Calculating without electricity

A transformer in my neighborhood blew sometime in the night and my electricity was off this morning. I thought about the post I wrote last night and how I could have written it without electricity.

Last night’s post included an example that if n = 8675309, n! has 56424131 digits, and that the last 2168823 digits are zeros. The previous post shows how you could compute the number of trailing zeros by hand. This post how you might compute the number of digits in n! by hand using only copy of Abramowitz and Stegun (A&S).

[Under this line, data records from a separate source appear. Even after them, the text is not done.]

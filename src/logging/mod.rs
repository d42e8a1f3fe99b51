//! Structured JSON-lines logging for the registry and router.

use serde::Serialize;
use serde_json::{Map, Value};
use std::fs::{File, OpenOptions};
use std::io::{BufWriter, Write};
use std::path::{Path, PathBuf};
use std::sync::{Arc, Mutex, MutexGuard};
use std::time::{SystemTime, UNIX_EPOCH};

use thiserror::Error;

pub type LogFields = Map<String, Value>;

#[derive(Debug, Clone, Copy, PartialEq, Eq, PartialOrd, Ord, Serialize)]
#[serde(rename_all = "lowercase")]
pub enum LogLevel {
    Trace,
    Debug,
    Info,
    Warn,
    Error,
}

#[derive(Debug, Clone, Serialize)]
pub struct LogEvent {
    pub ts_ms: u128,
    pub level: LogLevel,
    pub target: String,
    pub message: String,
    #[serde(skip_serializing_if = "LogFields::is_empty", default)]
    pub fields: LogFields,
}

impl LogEvent {
    pub fn new(level: LogLevel, target: impl Into<String>, message: impl Into<String>) -> Self {
        Self {
            ts_ms: current_ms(),
            level,
            target: target.into(),
            message: message.into(),
            fields: LogFields::new(),
        }
    }

    pub fn with_fields(
        level: LogLevel,
        target: impl Into<String>,
        message: impl Into<String>,
        fields: LogFields,
    ) -> Self {
        Self {
            fields,
            ..Self::new(level, target, message)
        }
    }
}

fn current_ms() -> u128 {
    SystemTime::now()
        .duration_since(UNIX_EPOCH)
        .map(|d| d.as_millis())
        .unwrap_or(0)
}

fn lock<T>(mutex: &Mutex<T>) -> MutexGuard<'_, T> {
    mutex.lock().unwrap_or_else(|poisoned| poisoned.into_inner())
}

pub type LoggingResult<T> = std::result::Result<T, LoggingError>;

#[derive(Debug, Error)]
pub enum LoggingError {
    #[error("I/O error: {0}")]
    Io(#[from] std::io::Error),
    #[error("serialization error: {0}")]
    Serde(#[from] serde_json::Error),
}

pub trait LogSink: Send + Sync {
    fn log(&self, event: &LogEvent) -> LoggingResult<()>;
}

/// Cloneable handle to a sink, with a minimum level below which events are dropped.
#[derive(Clone)]
pub struct Logger {
    sink: Arc<dyn LogSink>,
    min_level: LogLevel,
}

impl Logger {
    pub fn new<S>(sink: S) -> Self
    where
        S: LogSink + 'static,
    {
        Self {
            sink: Arc::new(sink),
            min_level: LogLevel::Trace,
        }
    }

    pub fn with_min_level(mut self, level: LogLevel) -> Self {
        self.min_level = level;
        self
    }

    pub fn enabled(&self, level: LogLevel) -> bool {
        level >= self.min_level
    }

    pub fn log(&self, level: LogLevel, target: &str, message: &str) -> LoggingResult<()> {
        self.log_event(LogEvent::new(level, target, message))
    }

    pub fn log_with_fields(
        &self,
        level: LogLevel,
        target: &str,
        message: &str,
        fields: LogFields,
    ) -> LoggingResult<()> {
        self.log_event(LogEvent::with_fields(level, target, message, fields))
    }

    pub fn log_event(&self, event: LogEvent) -> LoggingResult<()> {
        if !self.enabled(event.level) {
            return Ok(());
        }
        self.sink.log(&event)
    }
}

/// Appends one JSON object per line, truncating once `max_bytes` would be exceeded.
pub struct FileSink {
    path: PathBuf,
    max_bytes: u64,
    writer: Mutex<BufWriter<File>>,
}

impl FileSink {
    pub fn new(path: impl AsRef<Path>, max_bytes: u64) -> LoggingResult<Self> {
        let path = path.as_ref().to_path_buf();
        let file = OpenOptions::new()
            .create(true)
            .append(true)
            .open(&path)?;
        Ok(Self {
            path,
            max_bytes,
            writer: Mutex::new(BufWriter::new(file)),
        })
    }

    fn write_line(&self, mut line: String) -> LoggingResult<()> {
        line.push('\n');
        let mut guard = lock(&self.writer);

        if self.should_rotate(guard.get_ref(), line.len() as u64)? {
            let file = OpenOptions::new()
                .write(true)
                .create(true)
                .truncate(true)
                .open(&self.path)?;
            *guard = BufWriter::new(file);
        }

        guard.write_all(line.as_bytes())?;
        guard.flush()?;
        Ok(())
    }

    fn should_rotate(&self, file: &File, incoming_len: u64) -> std::io::Result<bool> {
        if self.max_bytes == 0 {
            return Ok(false);
        }
        let current = file.metadata()?.len();
        Ok(current + incoming_len > self.max_bytes)
    }
}

impl LogSink for FileSink {
    fn log(&self, event: &LogEvent) -> LoggingResult<()> {
        let line = serde_json::to_string(event)?;
        self.write_line(line)
    }
}

/// Keeps events in memory; handy for embedding hosts and tests.
#[derive(Clone, Default)]
pub struct MemorySink {
    events: Arc<Mutex<Vec<LogEvent>>>,
}

impl MemorySink {
    pub fn new() -> Self {
        Self::default()
    }

    pub fn events(&self) -> Vec<LogEvent> {
        lock(&self.events).clone()
    }

    pub fn messages(&self) -> Vec<String> {
        lock(&self.events).iter().map(|e| e.message.clone()).collect()
    }
}

impl LogSink for MemorySink {
    fn log(&self, event: &LogEvent) -> LoggingResult<()> {
        lock(&self.events).push(event.clone());
        Ok(())
    }
}

pub fn event_with_fields(
    level: LogLevel,
    target: &str,
    message: &str,
    fields: impl IntoIterator<Item = (String, Value)>,
) -> LogEvent {
    let map: LogFields = fields.into_iter().collect();
    LogEvent::with_fields(level, target, message, map)
}

pub fn json_kv(key: &str, value: impl Into<Value>) -> (String, Value) {
    (key.to_string(), value.into())
}
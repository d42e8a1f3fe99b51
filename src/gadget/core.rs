use std::fmt;

use crossterm::event::{KeyCode, KeyModifiers};

use crate::font::Font;
use crate::geometry::{Point, Rect};
use crate::layout::LayoutBox;
use crate::prop::{PropPress, PropState};
use crate::registry::{GadgetId, RequesterId, WindowId};
use crate::runtime::Notification;
use crate::text::{StringState, TextEdit};
use crate::widgets::WidgetRole;

use super::flags::{Activation, GadgetFlags, IconId, SystemGadget};

/// Synchronous user callback attached to a gadget.
///
/// Handlers only see the notification, never the registry, so they cannot close
/// the gadget that is dispatching to them.
pub type Handler = Box<dyn FnMut(&Notification)>;

/// Type tag of a gadget, fixed at creation.
#[derive(Debug, Clone, Copy, PartialEq, Eq, serde::Serialize)]
pub enum GadgetType {
    Bool,
    Prop,
    String,
}

/// Closed set of gadget kinds with their type-specific state.
#[derive(Debug, Clone, PartialEq, Eq)]
pub enum GadgetKind {
    Bool,
    Prop(PropState),
    String(StringState),
}

impl GadgetKind {
    pub fn gadget_type(&self) -> GadgetType {
        match self {
            GadgetKind::Bool => GadgetType::Bool,
            GadgetKind::Prop(_) => GadgetType::Prop,
            GadgetKind::String(_) => GadgetType::String,
        }
    }
}

/// The single container a gadget lives in.
#[derive(Debug, Clone, Copy, PartialEq, Eq)]
pub enum Owner {
    Window(WindowId),
    Requester(RequesterId),
}

/// Direction of Tab navigation.
#[derive(Debug, Clone, Copy, PartialEq, Eq)]
pub enum TabDirection {
    Next,
    Previous,
}

/// How a gadget reacted to one input call.
#[derive(Debug, Clone, Copy, PartialEq, Eq)]
pub enum Response {
    Ignored,
    Consumed,
    Down,
    Up,
    /// A proportional knob moved.
    Moved,
    /// A string buffer changed.
    Edited,
    Navigate(TabDirection),
}

impl Response {
    pub fn is_handled(self) -> bool {
        !matches!(self, Response::Ignored)
    }
}

/// Geometry and metrics a gadget needs to react to input. `bounds` and the pointer
/// positions passed alongside it share the owner's local coordinate space.
#[derive(Clone, Copy)]
pub struct InputFrame<'a> {
    pub bounds: Rect,
    pub font: &'a dyn Font,
    pub min_knob: i32,
}

/// Construction parameters for [`crate::registry::Registry::add_gadget`].
pub struct NewGadget {
    pub(crate) id: i32,
    pub(crate) layout: LayoutBox,
    pub(crate) kind: GadgetKind,
    pub(crate) activation: Activation,
    pub(crate) flags: GadgetFlags,
    pub(crate) text: Option<String>,
    pub(crate) icon: Option<IconId>,
    pub(crate) label: Option<GadgetId>,
    pub(crate) role: Option<WidgetRole>,
    pub(crate) handler: Option<Handler>,
}

impl NewGadget {
    fn with_kind(id: i32, layout: LayoutBox, kind: GadgetKind) -> Self {
        Self {
            id,
            layout,
            kind,
            activation: Activation::REL_VERIFY,
            flags: GadgetFlags::empty(),
            text: None,
            icon: None,
            label: None,
            role: None,
            handler: None,
        }
    }

    pub fn boolean(id: i32, layout: LayoutBox) -> Self {
        Self::with_kind(id, layout, GadgetKind::Bool)
    }

    pub fn prop(id: i32, layout: LayoutBox, state: PropState) -> Self {
        Self::with_kind(id, layout, GadgetKind::Prop(state))
    }

    pub fn string(id: i32, layout: LayoutBox, state: StringState) -> Self {
        Self::with_kind(id, layout, GadgetKind::String(state))
            .with_activation(Activation::REL_VERIFY | Activation::TAB_CYCLE)
    }

    pub fn with_activation(mut self, activation: Activation) -> Self {
        self.activation = activation;
        self
    }

    pub fn with_flags(mut self, flags: GadgetFlags) -> Self {
        self.flags = flags;
        self
    }

    pub fn with_text(mut self, text: impl Into<String>) -> Self {
        self.text = Some(text.into());
        self
    }

    pub fn with_icon(mut self, icon: IconId) -> Self {
        self.icon = Some(icon);
        self
    }

    /// Link a text-label gadget living in the same container.
    pub fn with_label(mut self, label: GadgetId) -> Self {
        self.label = Some(label);
        self
    }

    pub fn with_handler(mut self, handler: impl FnMut(&Notification) + 'static) -> Self {
        self.handler = Some(Box::new(handler));
        self
    }

    pub(crate) fn with_role(mut self, role: WidgetRole) -> Self {
        self.role = Some(role);
        self
    }
}

/// Interactive widget: a positioned box plus kind-specific state.
pub struct Gadget {
    id: i32,
    layout: LayoutBox,
    kind: GadgetKind,
    owner: Owner,
    window: WindowId,
    pub activation: Activation,
    pub flags: GadgetFlags,
    pub text: Option<String>,
    pub icon: Option<IconId>,
    label: Option<GadgetId>,
    pub(crate) role: Option<WidgetRole>,
    handler: Option<Handler>,
}

impl fmt::Debug for Gadget {
    fn fmt(&self, f: &mut fmt::Formatter<'_>) -> fmt::Result {
        f.debug_struct("Gadget")
            .field("id", &self.id)
            .field("kind", &self.kind)
            .field("owner", &self.owner)
            .field("activation", &self.activation)
            .field("flags", &self.flags)
            .field("text", &self.text)
            .field("icon", &self.icon)
            .field("label", &self.label)
            .field("role", &self.role)
            .field("handler", &self.handler.is_some())
            .finish()
    }
}

impl Gadget {
    pub(crate) fn from_new(new: NewGadget, owner: Owner, window: WindowId) -> Self {
        Self {
            id: new.id,
            layout: new.layout,
            kind: new.kind,
            owner,
            window,
            activation: new.activation,
            flags: new.flags,
            text: new.text,
            icon: new.icon,
            label: new.label,
            role: new.role,
            handler: new.handler,
        }
    }

    pub fn id(&self) -> i32 {
        self.id
    }

    pub fn gadget_type(&self) -> GadgetType {
        self.kind.gadget_type()
    }

    pub fn kind(&self) -> &GadgetKind {
        &self.kind
    }

    pub fn owner(&self) -> Owner {
        self.owner
    }

    /// Window the gadget is ultimately drawn in, through its requester if any.
    pub fn window(&self) -> WindowId {
        self.window
    }

    pub fn label(&self) -> Option<GadgetId> {
        self.label
    }

    pub fn layout(&self) -> &LayoutBox {
        &self.layout
    }

    pub fn layout_mut(&mut self) -> &mut LayoutBox {
        &mut self.layout
    }

    pub fn role(&self) -> Option<&WidgetRole> {
        self.role.as_ref()
    }

    pub fn system(&self) -> Option<SystemGadget> {
        SystemGadget::from_id(self.id)
    }

    pub fn is_selected(&self) -> bool {
        self.flags.contains(GadgetFlags::SELECTED)
    }

    pub fn is_disabled(&self) -> bool {
        self.flags.contains(GadgetFlags::DISABLED)
    }

    pub fn set_selected(&mut self, selected: bool) {
        self.flags.set(GadgetFlags::SELECTED, selected);
    }

    pub fn set_disabled(&mut self, disabled: bool) {
        self.flags.set(GadgetFlags::DISABLED, disabled);
    }

    pub fn is_focusable(&self) -> bool {
        self.activation.contains(Activation::TAB_CYCLE) && !self.is_disabled()
    }

    pub fn prop(&self) -> Option<&PropState> {
        match &self.kind {
            GadgetKind::Prop(state) => Some(state),
            _ => None,
        }
    }

    pub fn prop_mut(&mut self) -> Option<&mut PropState> {
        match &mut self.kind {
            GadgetKind::Prop(state) => Some(state),
            _ => None,
        }
    }

    pub fn string(&self) -> Option<&StringState> {
        match &self.kind {
            GadgetKind::String(state) => Some(state),
            _ => None,
        }
    }

    pub fn string_mut(&mut self) -> Option<&mut StringState> {
        match &mut self.kind {
            GadgetKind::String(state) => Some(state),
            _ => None,
        }
    }

    /// Install or replace the user callback.
    pub fn set_handler(&mut self, handler: impl FnMut(&Notification) + 'static) {
        self.handler = Some(Box::new(handler));
    }

    pub(crate) fn notify(&mut self, notification: &Notification) {
        if let Some(handler) = self.handler.as_mut() {
            handler(notification);
        }
    }

    pub fn pointer_down(&mut self, point: Point, frame: InputFrame<'_>) -> Response {
        if self.is_disabled() {
            return Response::Ignored;
        }
        let immediate = self.activation.contains(Activation::IMMEDIATE);
        match &mut self.kind {
            GadgetKind::Bool => {
                if !self.activation.contains(Activation::TOGGLE_SELECT) {
                    self.flags.insert(GadgetFlags::SELECTED);
                }
                press_response(immediate)
            }
            GadgetKind::Prop(state) => match state.press(point, frame.bounds, frame.min_knob) {
                PropPress::Knob => press_response(immediate),
                PropPress::Paged { changed: true } => Response::Moved,
                PropPress::Paged { changed: false } => Response::Consumed,
                PropPress::Outside => Response::Ignored,
            },
            GadgetKind::String(state) => {
                state.click_at(point.x - frame.bounds.x, frame.font);
                state.scroll_to_cursor(frame.font, frame.bounds.width);
                press_response(immediate)
            }
        }
    }

    /// Pointer motion while this gadget is active (`held`) or merely hovered.
    pub fn pointer_move(&mut self, point: Point, frame: InputFrame<'_>, held: bool) -> Response {
        if self.is_disabled() {
            return Response::Ignored;
        }
        let toggle = self.activation.contains(Activation::TOGGLE_SELECT);
        match &mut self.kind {
            GadgetKind::Bool => {
                if !held || toggle {
                    return Response::Ignored;
                }
                let inside = frame.bounds.contains(point);
                if inside == self.flags.contains(GadgetFlags::SELECTED) {
                    return Response::Ignored;
                }
                self.flags.set(GadgetFlags::SELECTED, inside);
                Response::Consumed
            }
            GadgetKind::Prop(state) => {
                if held {
                    if state.drag(point, frame.bounds, frame.min_knob) {
                        Response::Moved
                    } else {
                        Response::Consumed
                    }
                } else if state.update_hover(point, frame.bounds, frame.min_knob) {
                    Response::Consumed
                } else {
                    Response::Ignored
                }
            }
            GadgetKind::String(state) => {
                if !held {
                    return Response::Ignored;
                }
                if state.drag_to(point.x - frame.bounds.x, frame.font) {
                    state.scroll_to_cursor(frame.font, frame.bounds.width);
                    Response::Consumed
                } else {
                    Response::Ignored
                }
            }
        }
    }

    pub fn pointer_up(&mut self, point: Point, frame: InputFrame<'_>) -> Response {
        let inside = frame.bounds.contains(point);
        let verify = self.activation.contains(Activation::REL_VERIFY);
        let toggle = self.activation.contains(Activation::TOGGLE_SELECT);
        let enabled = !self.is_disabled();
        match &mut self.kind {
            GadgetKind::Bool => {
                if inside || !toggle {
                    self.deselect();
                }
                if inside && verify && enabled {
                    Response::Up
                } else {
                    Response::Consumed
                }
            }
            GadgetKind::Prop(state) => {
                if state.release() && verify {
                    Response::Up
                } else {
                    Response::Consumed
                }
            }
            GadgetKind::String(_) => Response::Consumed,
        }
    }

    /// End a press: toggle gadgets flip their selected state, others clear it.
    pub fn deselect(&mut self) {
        match &mut self.kind {
            GadgetKind::Bool => {
                if self.activation.contains(Activation::TOGGLE_SELECT) {
                    self.flags.toggle(GadgetFlags::SELECTED);
                } else {
                    self.flags.remove(GadgetFlags::SELECTED);
                }
            }
            GadgetKind::Prop(state) => {
                state.release();
            }
            GadgetKind::String(state) => state.clear_selection(),
        }
    }

    pub fn key_down(
        &mut self,
        code: KeyCode,
        modifiers: KeyModifiers,
        frame: InputFrame<'_>,
    ) -> Response {
        if self.is_disabled() {
            return Response::Ignored;
        }
        match code {
            KeyCode::Tab if modifiers.contains(KeyModifiers::SHIFT) => {
                return Response::Navigate(TabDirection::Previous);
            }
            KeyCode::Tab => return Response::Navigate(TabDirection::Next),
            KeyCode::BackTab => return Response::Navigate(TabDirection::Previous),
            KeyCode::Enter => return Response::Up,
            _ => {}
        }
        match &mut self.kind {
            GadgetKind::String(state) => {
                let edit = state.handle_key(code, modifiers);
                state.scroll_to_cursor(frame.font, frame.bounds.width);
                match edit {
                    TextEdit::Changed => Response::Edited,
                    TextEdit::Moved => Response::Consumed,
                    TextEdit::Ignored => Response::Ignored,
                }
            }
            GadgetKind::Bool | GadgetKind::Prop(_) => Response::Ignored,
        }
    }

    pub fn key_up(&mut self, _code: KeyCode, _modifiers: KeyModifiers) -> Response {
        Response::Ignored
    }

    pub fn text_input(&mut self, text: &str, frame: InputFrame<'_>) -> Response {
        if self.is_disabled() {
            return Response::Ignored;
        }
        match &mut self.kind {
            GadgetKind::String(state) => {
                let inserted = state.insert_str(text);
                state.scroll_to_cursor(frame.font, frame.bounds.width);
                if inserted > 0 {
                    Response::Edited
                } else {
                    Response::Consumed
                }
            }
            GadgetKind::Bool | GadgetKind::Prop(_) => Response::Ignored,
        }
    }
}

fn press_response(immediate: bool) -> Response {
    if immediate {
        Response::Down
    } else {
        Response::Consumed
    }
}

As shown here, the number of digits in n! is given by

⌊log10 n! ⌋ + 1

which you could compute in Python as

    floor( gammaln(n+1)/log(10.0) ) + 1

A&S has tables of the log gamma function, but only for integer arguments up to 100. You’re not going to compute log gamma of 8675310 that way. Instead, you’d want to use Stirling’s approximation

log n! ≈ (n + 1/2) log(n+1) – n – 1 + log(2π)/2.

Now we’re after the log base 10 of Γ(n + 1), which we could compute by finding the natural log and dividing by the natural of 10, as we did in the Python code above. But we could save a division by making a log base 10 version of Stirling’s approximation:

log10 n! ≈ (n + 1/2) log10 (n+1) – (n+1) log10(e) + log10(2π)/2

We can look up logarithms base 10 of e, 2, and π in A&S on pages 2 and 3. The hard part is computing the log base 10 of 8675310.

A&S has tables of logarithms base 10 (“common logarithms”) for integer arguments up to 1350. We can find on page 98 that

log10 867 = 2.9380190975
log10 868 = 2.9385197252

We could linearly interpolate between these to estimate

log10 867.5310 ≈ 2.9380190975 + 0.5310(2.9385197252 – 2.9380190975) = 2.9382849308

and so

log10 8675310 ≈ 4 + 6.9382849308 = 6.9382849308.

Now we have all we need to estimate log10 Γ (8675310) as

8675909.5 * 6.9382849308 – 8675310 * 0.4342944819 + 0.5*(0.3010299957 + 0.4971498727) = 56428293.28.

From this we estimate that n! has 56428294 digits. The exact answer is 56424131, so our answer is correct to four significant figures.

One thought on “Calculating without electricity

  1. Once you’re willing to accept approximations, you can do extremely well when calculating the number of trailing 0’s by dropping the floor functions and using all the terms of the infinite series, which leaves you with just n/4. For your example that gives an estimate of 2168827.25, compared to the exact value of 2168823.

    (Also, nice easter egg you put in there, Jenny! I didn’t notice it until I went to divide by 4.)